--- Data to process Enclosed Below ---

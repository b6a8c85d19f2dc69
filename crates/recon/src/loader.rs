//! Source record loader: delimited text and Excel workbooks to typed records.
//!
//! Only a missing configured column is fatal. Unparseable dates and amounts
//! load as typed absences so the engine can report them.

use std::collections::BTreeMap;
use std::path::Path;
use std::str::FromStr;

use calamine::{open_workbook_auto, Data, Reader, Sheets};
use chrono::{Datelike, Duration, NaiveDate};
use rust_decimal::Decimal;

use crate::config::SourceConfig;
use crate::error::ReconError;
use crate::normalize::RawIdentifier;
use crate::record::{
    DateField, DocumentKind, GrnRecord, IssueRecord, MovementRecord, RecordOrigin, SourceRecord,
    SupplierTransaction, VoucherRecord,
};

const DATE_FORMATS: &[&str] = &[
    "%Y-%m-%d",
    "%d/%m/%Y",
    "%d-%m-%Y",
    "%d.%m.%Y",
    "%d-%b-%Y",
    "%d %b %Y",
    "%Y/%m/%d",
];

/// Tried only after every four-digit-year format has failed.
const SHORT_YEAR_FORMATS: &[&str] = &["%d/%m/%y", "%d-%m-%y", "%d.%m.%y", "%d-%b-%y", "%d %b %y"];

const WORKBOOK_EXTENSIONS: &[&str] = &["xlsx", "xlsm", "xlsb", "xls", "ods"];

/// One cell, as loosely typed as the file format allows.
#[derive(Debug, Clone, PartialEq)]
enum Cell {
    Empty,
    Text(String),
    Integer(i64),
    Number(f64),
    Date(NaiveDate),
}

impl Cell {
    fn is_blank(&self) -> bool {
        match self {
            Self::Empty => true,
            Self::Text(s) => s.trim().is_empty(),
            _ => false,
        }
    }
}

// ---------------------------------------------------------------------------
// Entry points
// ---------------------------------------------------------------------------

/// Load `path` as records of `kind`, dispatching on the file extension.
pub fn load_records(
    kind: DocumentKind,
    source_name: &str,
    path: &Path,
    config: &SourceConfig,
) -> Result<Vec<SourceRecord>, ReconError> {
    let ext = path
        .extension()
        .and_then(|e| e.to_str())
        .map(str::to_ascii_lowercase)
        .unwrap_or_default();

    if WORKBOOK_EXTENSIONS.contains(&ext.as_str()) {
        load_workbook(kind, source_name, path, config)
    } else {
        let bytes = std::fs::read(path)
            .map_err(|e| ReconError::Io(format!("cannot read {}: {e}", path.display())))?;
        let text = String::from_utf8_lossy(&bytes);
        load_delimited(kind, source_name, &file_label(path), &text, config)
    }
}

/// Load delimited text. The delimiter is sniffed unless configured.
pub fn load_delimited(
    kind: DocumentKind,
    source_name: &str,
    file_label: &str,
    text: &str,
    config: &SourceConfig,
) -> Result<Vec<SourceRecord>, ReconError> {
    let delimiter = match config.delimiter {
        Some(c) if c.is_ascii() => c as u8,
        Some(c) => {
            return Err(ReconError::ConfigValidation(format!(
                "source '{source_name}': delimiter '{c}' is not ASCII"
            )))
        }
        None => sniff_delimiter(text),
    };

    let mut reader = csv::ReaderBuilder::new()
        .delimiter(delimiter)
        .has_headers(true)
        .flexible(true)
        .from_reader(text.trim_start_matches('\u{feff}').as_bytes());

    let headers: Vec<String> = reader.headers()?.iter().map(|h| h.trim().to_string()).collect();

    let mut rows = Vec::new();
    for (i, record) in reader.records().enumerate() {
        let record = record?;
        let line = record.position().map(|p| p.line() as usize).unwrap_or(i + 2);
        let cells = record
            .iter()
            .map(|v| {
                if v.trim().is_empty() {
                    Cell::Empty
                } else {
                    Cell::Text(v.to_string())
                }
            })
            .collect();
        rows.push((line, cells));
    }

    build_records(kind, source_name, file_label, &headers, rows, config)
}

--- End of Enclosed Data to process ---

Go over the listing above and copy out each line that includes "loader".

• _Answer box_
filename crates/recon/src/loader.rs
//! Source record loader: delimited text and Excel workbooks to typed records.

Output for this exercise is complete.